**Saved data entries**
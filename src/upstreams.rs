//! Upstream matcher: decides whether a request's host/path is configured
//! as cacheable.
//!
//! Grounded on `original_source/response_cache/upstreams.go`: configured
//! from a comma-separated list of `host[/path-prefix]` tokens, a host may
//! appear more than once with different prefixes, and an empty prefix
//! matches any path under that host.

use rustc_hash::FxHashMap;

#[derive(Debug, Clone, Default)]
pub struct UpstreamMatcher {
    // host (lowercased) -> path prefixes configured for that host
    hosts: FxHashMap<String, Vec<String>>,
}

impl UpstreamMatcher {
    /// Parse a comma-separated `host[/path-prefix]` list, e.g.
    /// `"github.com/willbryant,github.com/rails,gitlab.com"`. An empty
    /// string produces a matcher that matches nothing.
    pub fn parse(cache_servers: &str) -> Self {
        let mut hosts: FxHashMap<String, Vec<String>> = FxHashMap::default();

        for token in cache_servers.split(',') {
            let token = token.trim();
            if token.is_empty() {
                continue;
            }

            let (host, path) = match token.split_once('/') {
                Some((host, rest)) => (host, format!("/{rest}")),
                None => (token, String::new()),
            };

            hosts.entry(host.to_ascii_lowercase()).or_default().push(path);
        }

        Self { hosts }
    }

    /// True iff `host` (case-insensitive) is configured and `path` is equal
    /// to, or starts with, one of that host's configured prefixes. An empty
    /// prefix matches any path.
    pub fn listed(&self, host: &str, path: &str) -> bool {
        let host = host.to_ascii_lowercase();
        match self.hosts.get(&host) {
            Some(prefixes) => prefixes.iter().any(|prefix| prefix.is_empty() || path.starts_with(prefix.as_str())),
            None => false,
        }
    }
}

#[cfg(test)]
mod tests {
    use super::*;

    #[test]
    fn empty_configuration_matches_nothing() {
        let m = UpstreamMatcher::parse("");
        assert!(!m.listed("github.com", "/foo"));
    }

    #[test]
    fn bare_host_matches_any_path() {
        let m = UpstreamMatcher::parse("gitlab.com");
        assert!(m.listed("gitlab.com", "/anything/at/all"));
        assert!(m.listed("GitLab.com", "/"));
    }

    #[test]
    fn host_with_path_prefix_requires_prefix_match() {
        let m = UpstreamMatcher::parse("github.com/willbryant,github.com/rails");
        assert!(m.listed("github.com", "/willbryant/proximate.git"));
        assert!(m.listed("github.com", "/rails/rails.git"));
        assert!(!m.listed("github.com", "/someone-else/repo.git"));
    }

    #[test]
    fn unlisted_host_never_matches() {
        let m = UpstreamMatcher::parse("github.com");
        assert!(!m.listed("example.com", "/"));
    }

    #[test]
    fn path_equal_to_prefix_matches() {
        let m = UpstreamMatcher::parse("security.ubuntu.com/ubuntu");
        assert!(m.listed("security.ubuntu.com", "/ubuntu"));
    }
}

**What to do**
All lines above with the word "hosts" need to be reported.

**Expected answer**
    hosts: FxHashMap<String, Vec<String>>,
        let mut hosts: FxHashMap<String, Vec<String>> = FxHashMap::default();
            hosts.entry(host.to_ascii_lowercase()).or_default().push(path);
        Self { hosts }
        match self.hosts.get(&host) {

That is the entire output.